- TO DO: All entries must be set down once more, precisely as given.
[Start of section]
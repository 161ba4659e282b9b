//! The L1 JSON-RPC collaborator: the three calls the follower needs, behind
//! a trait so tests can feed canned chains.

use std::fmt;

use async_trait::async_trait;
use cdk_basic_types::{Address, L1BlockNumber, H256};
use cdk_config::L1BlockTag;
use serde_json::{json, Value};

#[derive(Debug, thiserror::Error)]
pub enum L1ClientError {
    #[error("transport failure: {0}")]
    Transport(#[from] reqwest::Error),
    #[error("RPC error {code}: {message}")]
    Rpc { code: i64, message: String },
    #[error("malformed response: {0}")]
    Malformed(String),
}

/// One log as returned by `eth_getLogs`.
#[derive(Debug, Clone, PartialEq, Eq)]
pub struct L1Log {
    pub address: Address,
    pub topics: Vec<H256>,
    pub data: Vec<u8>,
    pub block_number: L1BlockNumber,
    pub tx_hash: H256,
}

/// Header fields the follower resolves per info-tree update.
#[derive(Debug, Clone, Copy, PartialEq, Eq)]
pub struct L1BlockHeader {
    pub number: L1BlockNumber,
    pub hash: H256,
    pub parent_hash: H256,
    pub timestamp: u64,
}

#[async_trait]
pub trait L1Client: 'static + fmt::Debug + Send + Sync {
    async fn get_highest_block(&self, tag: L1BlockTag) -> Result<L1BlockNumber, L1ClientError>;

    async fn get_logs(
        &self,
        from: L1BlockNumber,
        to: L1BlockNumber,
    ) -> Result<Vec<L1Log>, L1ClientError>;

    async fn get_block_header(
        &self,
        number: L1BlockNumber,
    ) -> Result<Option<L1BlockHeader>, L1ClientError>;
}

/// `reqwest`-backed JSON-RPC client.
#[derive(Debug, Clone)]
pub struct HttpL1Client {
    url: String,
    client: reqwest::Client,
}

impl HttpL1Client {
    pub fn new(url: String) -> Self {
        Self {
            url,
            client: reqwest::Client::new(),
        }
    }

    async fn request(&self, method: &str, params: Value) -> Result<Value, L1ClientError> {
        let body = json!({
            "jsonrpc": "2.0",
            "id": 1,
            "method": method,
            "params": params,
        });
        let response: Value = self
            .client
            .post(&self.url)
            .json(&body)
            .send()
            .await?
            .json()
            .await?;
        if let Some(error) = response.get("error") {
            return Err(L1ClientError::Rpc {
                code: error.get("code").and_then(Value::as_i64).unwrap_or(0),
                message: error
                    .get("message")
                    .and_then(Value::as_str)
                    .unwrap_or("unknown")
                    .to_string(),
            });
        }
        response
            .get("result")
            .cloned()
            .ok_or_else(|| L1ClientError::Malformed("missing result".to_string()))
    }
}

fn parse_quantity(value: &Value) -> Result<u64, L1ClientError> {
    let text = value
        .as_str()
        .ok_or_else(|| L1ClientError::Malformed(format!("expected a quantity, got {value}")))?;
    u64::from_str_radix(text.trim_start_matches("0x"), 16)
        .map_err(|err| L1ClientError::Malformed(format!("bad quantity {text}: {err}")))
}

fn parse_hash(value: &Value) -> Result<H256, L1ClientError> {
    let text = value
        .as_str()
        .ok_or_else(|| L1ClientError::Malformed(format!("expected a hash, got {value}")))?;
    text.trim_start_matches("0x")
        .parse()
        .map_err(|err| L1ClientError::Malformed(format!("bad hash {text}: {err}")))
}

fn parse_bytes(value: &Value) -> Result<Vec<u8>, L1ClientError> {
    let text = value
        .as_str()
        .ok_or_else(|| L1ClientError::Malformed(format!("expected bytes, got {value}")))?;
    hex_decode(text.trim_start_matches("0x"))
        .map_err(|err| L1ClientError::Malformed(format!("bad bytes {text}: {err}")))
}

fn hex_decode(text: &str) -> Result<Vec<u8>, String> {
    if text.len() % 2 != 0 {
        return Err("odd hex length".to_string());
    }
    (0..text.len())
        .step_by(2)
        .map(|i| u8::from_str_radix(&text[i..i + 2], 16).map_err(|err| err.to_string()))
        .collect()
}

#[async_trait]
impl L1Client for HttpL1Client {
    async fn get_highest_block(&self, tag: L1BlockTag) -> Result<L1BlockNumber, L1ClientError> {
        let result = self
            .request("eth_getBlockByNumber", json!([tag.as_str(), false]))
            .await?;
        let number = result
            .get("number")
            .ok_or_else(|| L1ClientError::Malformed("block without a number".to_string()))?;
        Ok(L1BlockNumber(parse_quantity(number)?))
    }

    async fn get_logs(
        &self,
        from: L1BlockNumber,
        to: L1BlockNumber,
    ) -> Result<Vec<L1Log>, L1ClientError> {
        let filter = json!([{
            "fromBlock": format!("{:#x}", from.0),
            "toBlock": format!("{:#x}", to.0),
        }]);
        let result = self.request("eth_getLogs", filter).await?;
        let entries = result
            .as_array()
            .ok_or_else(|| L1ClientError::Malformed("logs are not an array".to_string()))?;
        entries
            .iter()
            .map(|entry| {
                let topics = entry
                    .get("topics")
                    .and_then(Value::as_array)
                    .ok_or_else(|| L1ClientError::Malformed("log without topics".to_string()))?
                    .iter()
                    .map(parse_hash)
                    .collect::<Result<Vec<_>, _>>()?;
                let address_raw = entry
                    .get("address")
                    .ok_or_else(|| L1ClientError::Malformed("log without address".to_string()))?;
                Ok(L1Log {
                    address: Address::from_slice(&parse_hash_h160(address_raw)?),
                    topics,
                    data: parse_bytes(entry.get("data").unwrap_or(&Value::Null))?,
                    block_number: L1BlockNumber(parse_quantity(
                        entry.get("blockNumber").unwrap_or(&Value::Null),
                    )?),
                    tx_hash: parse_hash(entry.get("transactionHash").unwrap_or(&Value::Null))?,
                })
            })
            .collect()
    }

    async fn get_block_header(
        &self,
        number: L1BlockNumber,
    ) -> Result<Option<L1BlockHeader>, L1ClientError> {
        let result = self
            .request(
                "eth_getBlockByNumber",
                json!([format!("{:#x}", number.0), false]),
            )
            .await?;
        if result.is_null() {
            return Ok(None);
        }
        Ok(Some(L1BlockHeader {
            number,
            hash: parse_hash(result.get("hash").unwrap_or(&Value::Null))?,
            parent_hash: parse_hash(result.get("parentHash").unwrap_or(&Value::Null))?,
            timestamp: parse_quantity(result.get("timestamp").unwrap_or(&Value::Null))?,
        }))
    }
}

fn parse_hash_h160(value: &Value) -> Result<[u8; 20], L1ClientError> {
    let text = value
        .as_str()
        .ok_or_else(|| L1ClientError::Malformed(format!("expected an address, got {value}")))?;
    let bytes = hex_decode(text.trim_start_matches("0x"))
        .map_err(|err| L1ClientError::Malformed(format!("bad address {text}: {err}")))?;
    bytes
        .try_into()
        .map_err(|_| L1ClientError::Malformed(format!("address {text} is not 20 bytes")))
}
[End of section]
- EXERCISE OUTPUT:
repository 161ba4659e282b9b
//! The L1 JSON-RPC collaborator: the three calls the follower needs, behind
//! a trait so tests can feed canned chains.

use std::fmt;

use async_trait::async_trait;
use cdk_basic_types::{Address, L1BlockNumber, H256};
use cdk_config::L1BlockTag;
use serde_json::{json, Value};

#[derive(Debug, thiserror::Error)]
pub enum L1ClientError {
    #[error("transport failure: {0}")]
    Transport(#[from] reqwest::Error),
    #[error("RPC error {code}: {message}")]
    Rpc { code: i64, message: String },
    #[error("malformed response: {0}")]
    Malformed(String),
}

/// One log as returned by `eth_getLogs`.
#[derive(Debug, Clone, PartialEq, Eq)]
pub struct L1Log {
    pub address: Address,
    pub topics: Vec<H256>,
    pub data: Vec<u8>,
    pub block_number: L1BlockNumber,
    pub tx_hash: H256,
}

/// Header fields the follower resolves per info-tree update.
#[derive(Debug, Clone, Copy, PartialEq, Eq)]
pub struct L1BlockHeader {
    pub number: L1BlockNumber,
    pub hash: H256,
    pub parent_hash: H256,
    pub timestamp: u64,
}

#[async_trait]
pub trait L1Client: 'static + fmt::Debug + Send + Sync {
    async fn get_highest_block(&self, tag: L1BlockTag) -> Result<L1BlockNumber, L1ClientError>;

    async fn get_logs(
        &self,
        from: L1BlockNumber,
        to: L1BlockNumber,
    ) -> Result<Vec<L1Log>, L1ClientError>;

    async fn get_block_header(
        &self,
        number: L1BlockNumber,
    ) -> Result<Option<L1BlockHeader>, L1ClientError>;
}

/// `reqwest`-backed JSON-RPC client.
#[derive(Debug, Clone)]
pub struct HttpL1Client {
    url: String,
    client: reqwest::Client,
}

impl HttpL1Client {
    pub fn new(url: String) -> Self {
        Self {
            url,
            client: reqwest::Client::new(),
        }
    }

    async fn request(&self, method: &str, params: Value) -> Result<Value, L1ClientError> {
        let body = json!({
            "jsonrpc": "2.0",
            "id": 1,
            "method": method,
            "params": params,
        });
        let response: Value = self
            .client
            .post(&self.url)
            .json(&body)
            .send()
            .await?
            .json()
            .await?;
        if let Some(error) = response.get("error") {
            return Err(L1ClientError::Rpc {
                code: error.get("code").and_then(Value::as_i64).unwrap_or(0),
                message: error
                    .get("message")
                    .and_then(Value::as_str)
                    .unwrap_or("unknown")
                    .to_string(),
            });
        }
        response
            .get("result")
            .cloned()
            .ok_or_else(|| L1ClientError::Malformed("missing result".to_string()))
    }
}

fn parse_quantity(value: &Value) -> Result<u64, L1ClientError> {
    let text = value
        .as_str()
        .ok_or_else(|| L1ClientError::Malformed(format!("expected a quantity, got {value}")))?;
    u64::from_str_radix(text.trim_start_matches("0x"), 16)
        .map_err(|err| L1ClientError::Malformed(format!("bad quantity {text}: {err}")))
}

fn parse_hash(value: &Value) -> Result<H256, L1ClientError> {
    let text = value
        .as_str()
        .ok_or_else(|| L1ClientError::Malformed(format!("expected a hash, got {value}")))?;
    text.trim_start_matches("0x")
        .parse()
        .map_err(|err| L1ClientError::Malformed(format!("bad hash {text}: {err}")))
}

fn parse_bytes(value: &Value) -> Result<Vec<u8>, L1ClientError> {
    let text = value
        .as_str()
        .ok_or_else(|| L1ClientError::Malformed(format!("expected bytes, got {value}")))?;
    hex_decode(text.trim_start_matches("0x"))
        .map_err(|err| L1ClientError::Malformed(format!("bad bytes {text}: {err}")))
}

fn hex_decode(text: &str) -> Result<Vec<u8>, String> {
    if text.len() % 2 != 0 {
        return Err("odd hex length".to_string());
    }
    (0..text.len())
        .step_by(2)
        .map(|i| u8::from_str_radix(&text[i..i + 2], 16).map_err(|err| err.to_string()))
        .collect()
}

#[async_trait]
impl L1Client for HttpL1Client {
    async fn get_highest_block(&self, tag: L1BlockTag) -> Result<L1BlockNumber, L1ClientError> {
        let result = self
            .request("eth_getBlockByNumber", json!([tag.as_str(), false]))
            .await?;
        let number = result
            .get("number")
            .ok_or_else(|| L1ClientError::Malformed("block without a number".to_string()))?;
        Ok(L1BlockNumber(parse_quantity(number)?))
    }

    async fn get_logs(
        &self,
        from: L1BlockNumber,
        to: L1BlockNumber,
    ) -> Result<Vec<L1Log>, L1ClientError> {
        let filter = json!([{
            "fromBlock": format!("{:#x}", from.0),
            "toBlock": format!("{:#x}", to.0),
        }]);
        let result = self.request("eth_getLogs", filter).await?;
        let entries = result
            .as_array()
            .ok_or_else(|| L1ClientError::Malformed("logs are not an array".to_string()))?;
        entries
            .iter()
            .map(|entry| {
                let topics = entry
                    .get("topics")
                    .and_then(Value::as_array)
                    .ok_or_else(|| L1ClientError::Malformed("log without topics".to_string()))?
                    .iter()
                    .map(parse_hash)
                    .collect::<Result<Vec<_>, _>>()?;
                let address_raw = entry
                    .get("address")
                    .ok_or_else(|| L1ClientError::Malformed("log without address".to_string()))?;
                Ok(L1Log {
                    address: Address::from_slice(&parse_hash_h160(address_raw)?),
                    topics,
                    data: parse_bytes(entry.get("data").unwrap_or(&Value::Null))?,
                    block_number: L1BlockNumber(parse_quantity(
                        entry.get("blockNumber").unwrap_or(&Value::Null),
                    )?),
                    tx_hash: parse_hash(entry.get("transactionHash").unwrap_or(&Value::Null))?,
                })
            })
            .collect()
    }

    async fn get_block_header(
        &self,
        number: L1BlockNumber,
    ) -> Result<Option<L1BlockHeader>, L1ClientError> {
        let result = self
            .request(
                "eth_getBlockByNumber",
                json!([format!("{:#x}", number.0), false]),
            )
            .await?;
        if result.is_null() {
            return Ok(None);
        }
        Ok(Some(L1BlockHeader {
            number,
            hash: parse_hash(result.get("hash").unwrap_or(&Value::Null))?,
            parent_hash: parse_hash(result.get("parentHash").unwrap_or(&Value::Null))?,
            timestamp: parse_quantity(result.get("timestamp").unwrap_or(&Value::Null))?,
        }))
    }
}

fn parse_hash_h160(value: &Value) -> Result<[u8; 20], L1ClientError> {
    let text = value
        .as_str()
        .ok_or_else(|| L1ClientError::Malformed(format!("expected an address, got {value}")))?;
    let bytes = hex_decode(text.trim_start_matches("0x"))
        .map_err(|err| L1ClientError::Malformed(format!("bad address {text}: {err}")))?;
    bytes
        .try_into()
        .map_err(|_| L1ClientError::Malformed(format!("address {text} is not 20 bytes")))
}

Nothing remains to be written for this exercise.